SODA-LO salt microspheres, an ingredient offered by Tate & Lyle for food manufacturers, is a salt-reduction ingredient that tastes, labels and functions just like salt -- because it is real salt (sodium chloride). It can reduce sodium content by 25-50% in food applications that are some of the largest contributors of sodium, such as bread and salty snacks, due to its unique and revolutionary structure.
Tate & Lyle says it recently received U.S. patent approval covering the SODA-LO commercial product, as well as the process to make it. That process turns standard salt crystals into free-flowing, hollow crystalline salt microspheres. The smaller, lower-density crystals efficiently deliver salty taste by maximizing surface area relative to volume on the tongue, naturally increasing the perception of saltiness. Because it is real salt, it has none of the bitter aftertaste or off-flavors associated with some other salt compounds or substitutes, says Tate & Lyle.
“The granting of the patent confirms the novelty of SODA-LO and establishes it as a truly innovative salt-reduction ingredient” notes Angelique Gunderson, health and wellness platform commercial lead at Tate & Lyle.

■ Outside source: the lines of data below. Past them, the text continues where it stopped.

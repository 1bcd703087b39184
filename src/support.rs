//! Installation of the support headers the generated code includes.
use itertools::Itertools;
use std::path::{Path, PathBuf};
use vulsim_utils::{Diagnostics, Error, VulResult, Warning};

/// Headers shipped with the runtime library.
const RUNTIME_HEADERS: &[&str] = &["common.h", "vulsimlib.h"];
const RUNTIME_LIB_DIR: &str = "lib";

fn copy(from: &Path, to_dir: &Path) -> VulResult<()> {
    let Some(name) = from.file_name() else {
        return Err(Error::invalid_file(format!(
            "{} is not a file",
            from.display()
        )));
    };
    std::fs::copy(from, to_dir.join(name)).map_err(|err| {
        Error::write_error(format!("Failed to copy {}: {err}", from.display()))
    })?;
    log::info!("copy {}", from.display());
    Ok(())
}

fn copy_if_present(
    from: &Path,
    to_dir: &Path,
    diag: &mut Diagnostics,
) -> VulResult<()> {
    if from.is_file() {
        copy(from, to_dir)
    } else {
        diag.warn(Warning::MissingSupportFile {
            file: from.display().to_string(),
        });
        Ok(())
    }
}

/// `*.h` and `*.hpp` files of `dir`, in file-name order.
fn library_headers(dir: &Path) -> VulResult<Vec<PathBuf>> {
    let entries = std::fs::read_dir(dir).map_err(|err| {
        Error::invalid_file(format!("Failed to list {}: {err}", dir.display()))
    })?;
    Ok(entries
        .filter_map(|entry| entry.ok().map(|e| e.path()))
        .filter(|path| {
            path.is_file()
                && path
                    .extension()
                    .is_some_and(|ext| ext == "h" || ext == "hpp")
        })
        .sorted()
        .collect())
}

/// Copy the project's `global.h` and, when a runtime directory is
/// configured, the runtime headers into `output`.
pub fn install_support_headers(
    cpp_dir: &Path,
    runtime_dir: Option<&Path>,
    output: &Path,
    diag: &mut Diagnostics,
) -> VulResult<()> {
    copy_if_present(&cpp_dir.join("global.h"), output, diag)?;

    let Some(runtime) = runtime_dir else {
        log::info!(
            "No runtime directory configured, {} and {RUNTIME_LIB_DIR}/ have to be provided separately",
            RUNTIME_HEADERS.join(", ")
        );
        return Ok(());
    };
    for header in RUNTIME_HEADERS {
        copy_if_present(&runtime.join(header), output, diag)?;
    }

    let lib = runtime.join(RUNTIME_LIB_DIR);
    if !lib.is_dir() {
        diag.warn(Warning::MissingSupportFile {
            file: lib.display().to_string(),
        });
        return Ok(());
    }
    let lib_out = output.join(RUNTIME_LIB_DIR);
    std::fs::create_dir_all(&lib_out)?;
    for header in library_headers(&lib)? {
        copy(&header, &lib_out)?;
    }
    Ok(())
}
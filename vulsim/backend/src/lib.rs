//! Backends for the VulSim compiler.
mod cpp;
mod traits;

pub use cpp::CppBackend;
pub use traits::{Backend, OutputUnit};
//! Command line parsing for the VulSim compiler.
use argh::FromArgs;
use std::path::PathBuf;

#[derive(FromArgs, Debug)]
/// Compile VulSim bundle and combine descriptors into C++ simulation units.
pub struct Opts {
    /// project directory holding `bundle/`, `combine/` and `cpp/`
    #[argh(positional)]
    pub projdir: PathBuf,

    /// output directory; created if missing, must be empty otherwise
    #[argh(positional)]
    pub output: PathBuf,

    /// logging level
    #[argh(option, long = "log", default = "log::LevelFilter::Warn")]
    pub log_level: log::LevelFilter,

    /// configuration file, merged over `<projdir>/vulsim.toml`
    #[argh(option)]
    pub config: Option<PathBuf>,

    /// set a configuration variable (key=value)
    #[argh(option, short = 's')]
    pub set: Vec<String>,
}

impl Opts {
    pub fn get_opts() -> Self {
        argh::from_env()
    }
}
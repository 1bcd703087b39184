//! Shared utilities for the VulSim compiler.
mod diagnostics;
mod errors;
mod id;

pub use diagnostics::{Diagnostics, Warning};
pub use errors::{Error, ErrorKind, VulResult};
pub use id::{GetName, Id};
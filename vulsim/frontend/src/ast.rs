//! Abstract Syntax Tree for VulSim descriptors.
//!
//! The AST mirrors the descriptor tags one-to-one. Optional sub-elements are
//! `Option`s that record whether the element was present, never whether it
//! happened to be empty.
use std::path::PathBuf;
use vulsim_utils::Id;

/// A `bundle` descriptor file.
#[derive(Debug, Clone)]
pub struct BundleDef {
    pub name: Id,
    pub members: Vec<MemberDef>,
    /// Descriptor file this bundle was read from.
    pub source: PathBuf,
}

/// `member{name,type,value?}`
#[derive(Debug, Clone)]
pub struct MemberDef {
    pub name: Id,
    pub ty: String,
    pub value: Option<String>,
}

/// `pipein{name,type,comment?}` and `pipeout{name,type,comment?}`
#[derive(Debug, Clone)]
pub struct PortDef {
    pub name: Id,
    pub ty: String,
    pub comment: Option<String>,
}

/// `arg{type,name,comment?}` and `return{type,name,comment?}`
#[derive(Debug, Clone)]
pub struct ArgDef {
    pub ty: String,
    pub name: Id,
    pub comment: Option<String>,
}

/// Reference to a function defined in a file of the project's `cpp/`
/// directory.
#[derive(Debug, Clone, PartialEq, Eq)]
pub struct ExternalBody {
    /// Path relative to the `cpp/` directory.
    pub file: PathBuf,
    pub func: Id,
}

/// `cppfunc{file?,name?,code*}`
#[derive(Debug, Clone, Default)]
pub struct CppFuncDef {
    pub external: Option<ExternalBody>,
    /// Inline fragments, trimmed, in document order.
    pub code: Vec<String>,
}

/// `request`, `service` and `function` entries. Requests have no body.
#[derive(Debug, Clone)]
pub struct FuncDef {
    pub name: Id,
    pub comment: Option<String>,
    pub args: Vec<ArgDef>,
    pub rets: Vec<ArgDef>,
    pub body: Option<CppFuncDef>,
}

/// `storage`, `storagenext` and `storagetick` entries.
#[derive(Debug, Clone)]
pub struct StorageDef {
    pub name: Id,
    pub ty: String,
    pub value: Option<String>,
    pub comment: Option<String>,
}

/// `config{name,value}`
#[derive(Debug, Clone)]
pub struct ConfigDef {
    pub name: Id,
    pub value: String,
    pub comment: Option<String>,
}

/// A `combine` descriptor file. Every repeated tag is kept in document order
/// in its own list.
#[derive(Debug, Clone)]
pub struct CombineDef {
    pub name: Id,
    pub comment: Option<String>,
    pub source: PathBuf,
    pub pipein: Vec<PortDef>,
    pub pipeout: Vec<PortDef>,
    pub requests: Vec<FuncDef>,
    pub services: Vec<FuncDef>,
    pub functions: Vec<FuncDef>,
    pub storage: Vec<StorageDef>,
    pub storagenext: Vec<StorageDef>,
    pub storagetick: Vec<StorageDef>,
    pub configs: Vec<ConfigDef>,
    pub init: Vec<CppFuncDef>,
    pub tick: Vec<CppFuncDef>,
    pub applytick: Vec<CppFuncDef>,
    pub stallable: bool,
}

impl CombineDef {
    pub fn new<S: Into<Id>>(name: S, source: PathBuf) -> Self {
        Self {
            name: name.into(),
            comment: None,
            source,
            pipein: Vec::new(),
            pipeout: Vec::new(),
            requests: Vec::new(),
            services: Vec::new(),
            functions: Vec::new(),
            storage: Vec::new(),
            storagenext: Vec::new(),
            storagetick: Vec::new(),
            configs: Vec::new(),
            init: Vec::new(),
            tick: Vec::new(),
            applytick: Vec::new(),
            stallable: false,
        }
    }
}
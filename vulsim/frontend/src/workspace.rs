use crate::{
    ast::{BundleDef, CombineDef},
    parser::DescriptorParser,
};
use std::path::{Path, PathBuf};
use vulsim_utils::{Error, VulResult};

/// A Workspace represents every descriptor of a VulSim project.
///
/// # Example
/// A project directory is laid out as:
/// ```text
/// pipe5/
///   bundle/    IDData.xml, ExData.xml, ...
///   combine/   IFStage.xml, IDStage.xml, ...
///   cpp/       IFStage.cpp, global.h, ...
/// ```
/// Every `*.xml` file in `bundle/` must have the root tag `bundle` and every
/// `*.xml` file in `combine/` the root tag `combine`. Files are read in
/// file-name order so that repeated runs see descriptors in the same order.
/// `cpp/` holds the hand-written sources that `cppfunc` elements point into.
#[derive(Debug, Default)]
pub struct Workspace {
    /// Directory holding the hand-written C++ sources.
    pub cpp_dir: PathBuf,
    /// Bundle definitions, in file-name order.
    pub bundles: Vec<BundleDef>,
    /// Combine definitions, in file-name order.
    pub combines: Vec<CombineDef>,
}

impl Workspace {
    pub const BUNDLE_DIR: &'static str = "bundle";
    pub const COMBINE_DIR: &'static str = "combine";
    pub const CPP_DIR: &'static str = "cpp";

    /// Checks that `root` has the `bundle/`, `combine/` and `cpp/`
    /// subdirectories.
    pub fn check_structure(root: &Path) -> VulResult<()> {
        if !root.is_dir() {
            return Err(Error::structure(format!(
                "`{}` is not a directory",
                root.display()
            )));
        }
        for sub in [Self::BUNDLE_DIR, Self::COMBINE_DIR, Self::CPP_DIR] {
            if !root.join(sub).is_dir() {
                return Err(Error::structure(format!(
                    "Project directory `{}` has no `{sub}` subdirectory",
                    root.display()
                )));
            }
        }
        Ok(())
    }

    /// Sorted list of descriptor files in `dir`.
    fn descriptor_files(dir: &Path) -> VulResult<Vec<PathBuf>> {
        let mut files = std::fs::read_dir(dir)
            .map_err(|err| {
                Error::invalid_file(format!(
                    "Failed to list {}: {err}",
                    dir.display()
                ))
            })?
            .filter_map(|entry| entry.ok().map(|e| e.path()))
            .filter(|path| {
                path.is_file()
                    && path.extension().is_some_and(|ext| ext == "xml")
            })
            .collect::<Vec<_>>();
        files.sort();
        Ok(files)
    }

    /// Construct a new workspace by reading every descriptor of the project
    /// at `root`. The first descriptor that fails to parse aborts
    /// construction.
    pub fn construct(root: &Path) -> VulResult<Self> {
        Self::check_structure(root)?;

        let bundles = Self::descriptor_files(&root.join(Self::BUNDLE_DIR))?
            .iter()
            .map(|file| DescriptorParser::parse_bundle_file(file))
            .collect::<VulResult<Vec<_>>>()?;
        let combines = Self::descriptor_files(&root.join(Self::COMBINE_DIR))?
            .iter()
            .map(|file| DescriptorParser::parse_combine_file(file))
            .collect::<VulResult<Vec<_>>>()?;

        Ok(Workspace {
            cpp_dir: root.join(Self::CPP_DIR),
            bundles,
            combines,
        })
    }
}
//! Driver for the VulSim compiler.
use crate::cmdline::Opts;
use crate::config::{self, CompilerConfig};
use crate::support;
use std::path::Path;
use vulsim_backend::{Backend, CppBackend};
use vulsim_frontend as frontend;
use vulsim_ir as ir;
use vulsim_utils::{Diagnostics, Error, VulResult};

/// Create `output` if it does not exist. An existing output directory must
/// be empty.
fn prepare_output(output: &Path) -> VulResult<()> {
    if output.exists() {
        let non_empty = std::fs::read_dir(output)
            .map_err(|err| {
                Error::structure(format!(
                    "Cannot use `{}` as output directory: {err}",
                    output.display()
                ))
            })?
            .next()
            .is_some();
        if non_empty {
            return Err(Error::structure(format!(
                "Output directory `{}` is not empty, please clear it",
                output.display()
            )));
        }
        return Ok(());
    }
    std::fs::create_dir_all(output).map_err(|err| {
        Error::structure(format!(
            "Cannot create output directory `{}`: {err}",
            output.display()
        ))
    })
}

/// Compile the project at `projdir` into `output`.
///
/// Every unit is generated before the first file is written, so a fatal
/// error leaves the output directory empty. Combines with a recoverable
/// error are not written; they are reported in the returned diagnostics.
pub fn compile(
    projdir: &Path,
    output: &Path,
    config: &CompilerConfig,
) -> VulResult<Diagnostics> {
    frontend::Workspace::check_structure(projdir)?;
    prepare_output(output)?;

    // Construct the namespace.
    let ws = frontend::Workspace::construct(projdir)?;
    let cpp_dir = ws.cpp_dir.clone();

    // Build the IR representation
    let mut ctx = ir::ast_to_ir(ws, config.backend_conf())?;

    let backend = CppBackend;
    log::info!("Running the {} backend", backend.name());
    let units = backend.run(&ctx)?;
    for unit in &units {
        unit.write_to(output)?;
    }
    support::install_support_headers(
        &cpp_dir,
        config.runtime_dir.as_deref(),
        output,
        &mut ctx.diagnostics,
    )?;
    Ok(ctx.diagnostics)
}

/// Run the compiler from the command line.
pub fn run_compiler() -> VulResult<()> {
    // parse the command line arguments into Opts struct
    let opts = Opts::get_opts();

    // enable tracing
    env_logger::Builder::new()
        .format_timestamp(None)
        .filter_level(opts.log_level)
        .target(env_logger::Target::Stderr)
        .init();

    let config =
        config::load_config(&opts.projdir, opts.config.as_deref(), &opts.set)?;
    let diagnostics = compile(&opts.projdir, &opts.output, &config)?;

    for line in diagnostics.summary() {
        println!("{line}");
    }
    if diagnostics.has_errors() {
        return Err(Error::misc(format!(
            "{} combine(s) could not be generated",
            diagnostics.errors().len()
        )));
    }
    println!("Generated code in {}", opts.output.display());
    Ok(())
}
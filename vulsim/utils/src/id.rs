use symbol_table::GlobalSymbol;

/// Represents an identifier in a VulSim descriptor.
/// Identifiers are interned in a global table so they are cheap to copy and
/// compare.
#[derive(Clone, Copy, PartialEq, Eq, Hash)]
pub struct Id {
    pub id: GlobalSymbol,
}

impl Id {
    pub fn new<S: AsRef<str>>(id: S) -> Self {
        Self {
            id: GlobalSymbol::from(id.as_ref()),
        }
    }

    /// Checks that this identifier is usable as a C-like identifier:
    /// `[A-Za-z_][A-Za-z0-9_]*`.
    pub fn is_valid_ident(&self) -> bool {
        let mut chars = self.as_ref().chars();
        match chars.next() {
            Some(c) if c.is_ascii_alphabetic() || c == '_' => {
                chars.all(|c| c.is_ascii_alphanumeric() || c == '_')
            }
            _ => false,
        }
    }
}

/* =================== Impls for Id to make them easier to use ============== */

impl Default for Id {
    fn default() -> Self {
        Id::new("")
    }
}

impl std::fmt::Debug for Id {
    fn fmt(&self, f: &mut std::fmt::Formatter<'_>) -> std::fmt::Result {
        write!(f, "{:?}", self.as_ref())
    }
}

impl std::fmt::Display for Id {
    fn fmt(&self, f: &mut std::fmt::Formatter<'_>) -> std::fmt::Result {
        write!(f, "{}", self.id.as_str())
    }
}

impl PartialOrd for Id {
    fn partial_cmp(&self, other: &Self) -> Option<std::cmp::Ordering> {
        Some(self.cmp(other))
    }
}

impl Ord for Id {
    fn cmp(&self, other: &Self) -> std::cmp::Ordering {
        self.as_ref().cmp(other.as_ref())
    }
}

impl AsRef<str> for Id {
    fn as_ref(&self) -> &str {
        self.id.as_str()
    }
}

impl From<&str> for Id {
    fn from(s: &str) -> Self {
        Id::new(s)
    }
}

impl From<String> for Id {
    fn from(s: String) -> Self {
        Id::new(s)
    }
}

impl PartialEq<str> for Id {
    fn eq(&self, other: &str) -> bool {
        self.as_ref() == other
    }
}

impl PartialEq<&str> for Id {
    fn eq(&self, other: &&str) -> bool {
        self.as_ref() == *other
    }
}

/// A trait representing something in the IR that has a name.
pub trait GetName {
    /// Return a reference to the object's name
    fn name(&self) -> Id;
}
use crate::Bundle;
use itertools::Itertools;
use petgraph::Direction;
use petgraph::graph::{DiGraph, NodeIndex};
use std::collections::{HashMap, VecDeque};
use vulsim_utils::{Diagnostics, Error, Id, VulResult, Warning};

/// Computes the order in which bundles have to be declared.
///
/// A bundle that embeds another bundle by value can only be declared after
/// it. The resolver builds a graph with an edge `A -> B` for every member of
/// `B` whose type is `A` and runs Kahn's algorithm over it: bundles with no
/// remaining dependencies are dequeued and appended to the order, which in
/// turn releases the bundles that embed them.
///
/// Ties are broken by input order, so resolving the same bundles twice yields
/// the same order.
///
/// Members whose type is neither primitive nor a known bundle are reported as
/// [Warning::UnknownType] and take no part in the graph. Any bundle left with
/// unresolved dependencies once the queue is drained is part of, or depends
/// on, a cycle; all of them are reported in a single error.
pub fn resolve(
    bundles: &[Bundle],
    diag: &mut Diagnostics,
) -> VulResult<Vec<Id>> {
    let mut graph: DiGraph<Id, ()> = DiGraph::new();
    let nodes: HashMap<Id, NodeIndex> = bundles
        .iter()
        .map(|b| (b.name, graph.add_node(b.name)))
        .collect();

    for bundle in bundles {
        let to = nodes[&bundle.name];
        for (member, ty) in bundle.dependencies() {
            match nodes.get(&ty) {
                Some(from) => {
                    graph.add_edge(*from, to, ());
                }
                None => diag.warn(Warning::UnknownType {
                    bundle: bundle.name,
                    member,
                    ty: ty.to_string(),
                }),
            }
        }
    }

    let mut in_degree: Vec<usize> = graph
        .node_indices()
        .map(|idx| graph.edges_directed(idx, Direction::Incoming).count())
        .collect();
    let mut queue: VecDeque<NodeIndex> = graph
        .node_indices()
        .filter(|idx| in_degree[idx.index()] == 0)
        .collect();

    let mut order = Vec::with_capacity(bundles.len());
    while let Some(idx) = queue.pop_front() {
        order.push(graph[idx]);
        let mut next: Vec<NodeIndex> =
            graph.neighbors_directed(idx, Direction::Outgoing).collect();
        next.sort();
        for succ in next {
            let deg = &mut in_degree[succ.index()];
            *deg -= 1;
            if *deg == 0 {
                queue.push_back(succ);
            }
        }
    }

    if order.len() != bundles.len() {
        let unresolved = graph
            .node_indices()
            .filter(|idx| in_degree[idx.index()] != 0)
            .map(|idx| graph[idx])
            .collect();
        return Err(Error::cyclic_dependency(unresolved));
    }
    log::debug!("bundle order: {}", order.iter().join(", "));
    Ok(order)
}

#[cfg(test)]
mod tests {
    use super::resolve;
    use crate::{Bundle, BundleMember, Type};
    use vulsim_utils::{Diagnostics, ErrorKind, Id, Warning};

    fn bundle(name: &str, members: &[(&str, &str)]) -> Bundle {
        Bundle {
            name: Id::new(name),
            members: members
                .iter()
                .map(|(m, ty)| BundleMember {
                    name: Id::new(m),
                    ty: Type::parse(ty),
                    default: None,
                })
                .collect(),
        }
    }

    fn position(order: &[Id], name: &str) -> usize {
        order.iter().position(|id| id == name).unwrap()
    }

    #[test]
    fn dependencies_come_first() {
        let bundles = vec![
            bundle("Top", &[("a", "Mid"), ("b", "Leaf"), ("c", "uint8")]),
            bundle("Mid", &[("x", "Leaf"), ("y", "Leaf")]),
            bundle("Leaf", &[("v", "int32")]),
            bundle("Alone", &[]),
        ];
        let mut diag = Diagnostics::default();
        let order = resolve(&bundles, &mut diag).unwrap();
        assert_eq!(order.len(), 4);
        assert!(position(&order, "Leaf") < position(&order, "Mid"));
        assert!(position(&order, "Mid") < position(&order, "Top"));
        assert!(diag.warnings().is_empty());
    }

    #[test]
    fn independent_bundles_keep_input_order() {
        let bundles = vec![
            bundle("C", &[]),
            bundle("A", &[]),
            bundle("B", &[]),
        ];
        let order = resolve(&bundles, &mut Diagnostics::default()).unwrap();
        assert_eq!(order, vec!["C", "A", "B"]);
    }

    #[test]
    fn unknown_type_is_a_warning() {
        let bundles = vec![bundle("Pkt", &[("hdr", "Header")])];
        let mut diag = Diagnostics::default();
        let order = resolve(&bundles, &mut diag).unwrap();
        assert_eq!(order, vec!["Pkt"]);
        assert_eq!(
            diag.warnings(),
            &[Warning::UnknownType {
                bundle: Id::new("Pkt"),
                member: Id::new("hdr"),
                ty: "Header".to_string(),
            }]
        );
    }

    #[test]
    fn cycle_names_every_unresolved_bundle() {
        let bundles = vec![
            bundle("Ok", &[("v", "bool")]),
            bundle("A", &[("b", "B")]),
            bundle("B", &[("a", "A")]),
        ];
        let err = resolve(&bundles, &mut Diagnostics::default()).unwrap_err();
        match err.kind() {
            ErrorKind::CyclicDependency(names) => {
                assert_eq!(names, &vec![Id::new("A"), Id::new("B")])
            }
            other => panic!("unexpected error: {other}"),
        }
        assert_eq!(
            err.message(),
            "Bundle check failed: loop dependency in A, B"
        );
    }

    #[test]
    fn self_embedding_is_a_cycle() {
        let bundles = vec![bundle("Node", &[("next", "Node")])];
        assert!(resolve(&bundles, &mut Diagnostics::default()).is_err());
    }
}
//! An IR context. This is the top-level object for an IR and contains all
//! information needed to emit a VulSim project.
use crate::{Bundle, Combine};
use linked_hash_map::LinkedHashMap;
use vulsim_utils::{Diagnostics, Id};

/// Configuration information for the backends.
#[derive(Debug, Clone)]
pub struct BackendConf {
    /// Spaces per indentation level in generated code.
    pub indent: usize,
    /// Extra `#include` targets added to every generated header.
    pub extra_includes: Vec<String>,
}

impl Default for BackendConf {
    fn default() -> Self {
        Self {
            indent: 4,
            extra_includes: Vec::new(),
        }
    }
}

/// The IR Context that represents a whole VulSim project with its bundle
/// dependencies resolved.
#[derive(Debug, Default)]
pub struct Context {
    /// Bundles, keyed by name, in the order their descriptors were read.
    pub bundles: LinkedHashMap<Id, Bundle>,
    /// Declaration order of the bundles.
    pub bundle_order: Vec<Id>,
    /// Combines that are ready to be emitted.
    pub combines: Vec<Combine>,
    /// Configuration flags for backends.
    pub bc: BackendConf,
    /// Warnings and recoverable errors collected so far.
    pub diagnostics: Diagnostics,
}

impl Context {
    /// Bundles in declaration order.
    pub fn ordered_bundles(&self) -> impl Iterator<Item = &Bundle> {
        self.bundle_order
            .iter()
            .filter_map(|name| self.bundles.get(name))
    }

    pub fn find_combine<S: Into<Id>>(&self, name: S) -> Option<&Combine> {
        let name = name.into();
        self.combines.iter().find(|c| c.name == name)
    }
}
//! Bookkeeping the generated lifecycle methods run on behalf of the user.
use crate::{Combine, StorageField};
use vulsim_utils::Id;

/// A statement scheduled in the commit phase before the user's applytick
/// logic.
#[derive(Debug, Clone, PartialEq, Eq)]
pub enum CommitAction {
    /// Commit the winning proposal of a next-buffered register.
    ApplyBuffered(Id),
    /// Restore a tick-reset register to its default.
    ResetTick { name: Id, default: String },
    /// Lower the stall flag raised during the tick phase.
    ClearStall,
}

/// Ordered bookkeeping of both lifecycle phases of a combine.
///
/// The tick phase currently has no bookkeeping: every state kind settles
/// during the commit phase so that reads in the next tick phase observe
/// committed values only.
#[derive(Debug, Clone, Default, PartialEq, Eq)]
pub struct LifecyclePlan {
    pub commit: Vec<CommitAction>,
}

impl LifecyclePlan {
    pub fn for_combine(combine: &Combine) -> Self {
        let buffered = combine.storage.iter().filter_map(|s| match s {
            StorageField::NextBuffered { name, .. } => {
                Some(CommitAction::ApplyBuffered(*name))
            }
            _ => None,
        });
        let resets = combine.storage.iter().filter_map(|s| match s {
            StorageField::TickReset { name, default, .. } => {
                Some(CommitAction::ResetTick {
                    name: *name,
                    default: default.clone(),
                })
            }
            _ => None,
        });
        let stall = combine.stallable.then_some(CommitAction::ClearStall);

        Self {
            commit: buffered.chain(resets).chain(stall).collect(),
        }
    }
}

Industry also has recognized the product. Last September, SODA-LO Salt was recognized as one of the most innovative new ingredients at Food Ingredients South America. In November, it was recognized as the “Heart Health and Circulatory Innovation of the Year,” by the NuW Excellence Awards, which recognize individuals and business for exemplary work. It was also named the overall “Most Innovative Health Ingredient of the Year” from the 2012 Nutrition & Wellness Excellence Awards, which recognize individuals and business for exemplary work and contribution to the industry.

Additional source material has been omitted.